The Camera (36), 2016

Video HD, Single Channel.
1 min.

Olympia, one of the most prestigious propaganda film produced by German director Leni Riefenstahl, documenting the 1936 Summer Olympics in Berlin, Germany. Despite its controversial political intention, the film is still seen as an influential and innovative work in the film history. Many critics consider the film is the praise of Nazi’s dignity, while they can’t deny that the director also show the same respect to those non-European athletes, including Jesse Owens and Sohn Kee-chung.
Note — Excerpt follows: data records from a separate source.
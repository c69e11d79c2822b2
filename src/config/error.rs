//! Configuration Error Types
//!
//! Error handling for configuration loading and validation, with specific,
//! actionable messages for each failure scenario.

use std::path::PathBuf;
use thiserror::Error;

/// Configuration-related errors with detailed context
#[derive(Debug, Error)]
pub enum ConfigurationError {
    /// Configuration file not found at expected locations
    #[error("Configuration file not found. Searched paths: {searched_paths:?}")]
    ConfigFileNotFound { searched_paths: Vec<PathBuf> },

    /// Invalid YAML syntax in configuration file
    #[error("Invalid YAML in configuration file '{file_path}': {error}")]
    InvalidYaml { file_path: String, error: String },

    /// Missing required configuration field
    #[error("Missing required configuration field '{field}' in {context}")]
    MissingRequiredField { field: String, context: String },

    /// Invalid configuration value
    #[error("Invalid value '{value}' for field '{field}': {context}")]
    InvalidValue {
        field: String,
        value: String,
        context: String,
    },

    /// Configuration merging errors
    #[error("Failed to merge environment-specific configuration: {error}")]
    ConfigMergeError { error: String },

    /// File I/O errors during configuration loading
    #[error("Failed to read configuration file '{file_path}': {error}")]
    FileReadError { file_path: String, error: String },

    /// An endpoint points at a service that was never declared
    #[error("Endpoint '{endpoint}' references unknown service '{service}'")]
    UnknownServiceReference { endpoint: String, service: String },
}

impl ConfigurationError {
    /// Create a configuration file not found error
    pub fn config_file_not_found(searched_paths: Vec<PathBuf>) -> Self {
        Self::ConfigFileNotFound { searched_paths }
    }

    /// Create an invalid YAML error
    pub fn invalid_yaml<P: Into<String>, E: std::fmt::Display>(file_path: P, error: E) -> Self {
        Self::InvalidYaml {
            file_path: file_path.into(),
            error: error.to_string(),
        }
    }

    /// Create a missing required field error
    pub fn missing_required_field<F: Into<String>, C: Into<String>>(field: F, context: C) -> Self {
        Self::MissingRequiredField {
            field: field.into(),
            context: context.into(),
        }
    }

    /// Create an invalid value error
    pub fn invalid_value<F: Into<String>, V: Into<String>, C: Into<String>>(
        field: F,
        value: V,
        context: C,
    ) -> Self {
        Self::InvalidValue {
            field: field.into(),
            value: value.into(),
            context: context.into(),
        }
    }

    /// Create a file read error
    pub fn file_read_error<P: Into<String>, E: std::fmt::Display>(file_path: P, error: E) -> Self {
        Self::FileReadError {
            file_path: file_path.into(),
            error: error.to_string(),
        }
    }
}

pub type ConfigResult<T> = Result<T, ConfigurationError>;
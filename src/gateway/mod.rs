//! # Gateway Module
//!
//! Unified request routing with caching, deduplication, auth injection, retry
//! and error normalization.

pub mod api_gateway;
pub mod classifier;
pub mod errors;
pub mod inflight;

pub use api_gateway::{ApiGateway, GatewayRequest, GatewayResponse};
pub use classifier::{classify, parse_retry_after, OutcomeClass};
pub use errors::{GatewayError, GatewayErrorCode};
pub use inflight::{Flight, FlightLeader, InFlightRequests};
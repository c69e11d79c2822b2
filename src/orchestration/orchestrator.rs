//! # Service Orchestrator
//!
//! Executes multi-step workflows as sagas. Steps run strictly in declaration
//! order, each with its own retry budget on top of the gateway's retries. When a
//! critical step fails, or the run is cancelled, every already-succeeded step is
//! compensated in reverse order, best-effort.
//!
//! ## Run lifecycle
//!
//! ```text
//! Pending ──▶ Running ──▶ Succeeded
//!    │           │
//!    ▼           ▼
//!  Failed    Compensating ──▶ Compensated | Failed
//! ```
//!
//! A run is published through the [`RunStore`] after every change, so
//! [`ServiceOrchestrator::get_run`] and [`ServiceOrchestrator::watch_run`] can be
//! used while it progresses.

use super::run_store::{RunStore, RunTracker};
use super::states::{check_step_transition, check_workflow_transition, StepStatus, WorkflowStatus};
use super::types::{
    CompensationResult, StepAction, StepDefinition, StepError, WorkflowContext,
    WorkflowDefinition, WorkflowRun,
};
use crate::config::{BackoffConfig, OrchestrationConfig};
use crate::constants::events;
use crate::error::{ResilienceError, Result};
use crate::events::EventPublisher;
use crate::gateway::{ApiGateway, GatewayErrorCode};
use crate::health::{HealthMonitor, HealthStatus};
use crate::logging::{log_error, log_step_operation, log_workflow_operation};
use chrono::Utc;
use dashmap::DashMap;
use serde_json::{json, Value};
use std::collections::HashSet;
use std::sync::Arc;
use std::time::Duration;
use tracing::{debug, info, warn};
use uuid::Uuid;

/// How the forward phase of a run ended
enum ForwardOutcome {
    Completed,
    Aborted { step: String, error: StepError },
}

#[derive(Debug)]
pub struct ServiceOrchestrator {
    gateway: Arc<ApiGateway>,
    health: Arc<HealthMonitor>,
    runs: Arc<RunStore>,
    workflows: DashMap<String, Arc<WorkflowDefinition>>,
    config: OrchestrationConfig,
    max_retry_delay: Duration,
    events: Option<EventPublisher>,
}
As Korea was controlled by Japanese Empire at the time, when Sohn won the gold medal in the marathon, he was actually a member of the Japanese delegation. For rejecting his colonial nationality, Sohn intentionally hided the “Hinomaru” on his shirt — the symbol of Japanese flag while the Japanese anthem played during the award ceremony, and the movement was also recorded in Riefenstahl’s film. The film shooting of the Olympic game can be seen as a construction of national consciousness, either for NS German or those athletes who bear national symbol on their tunics. As a filmed object, Sohn tried to return the dominant narrating power of camera by hiding the national flag, turned a passive body into an active image in Riefenstahl’s film. The Camera (36) attempts to maintain this capacity of power reversing, by remaking a fictional documentary in the Olympiastadion Berlin. Through Sohn’s perspective, the work envisions how Riefenstahl made her famous shot during the performance of Japanese anthem.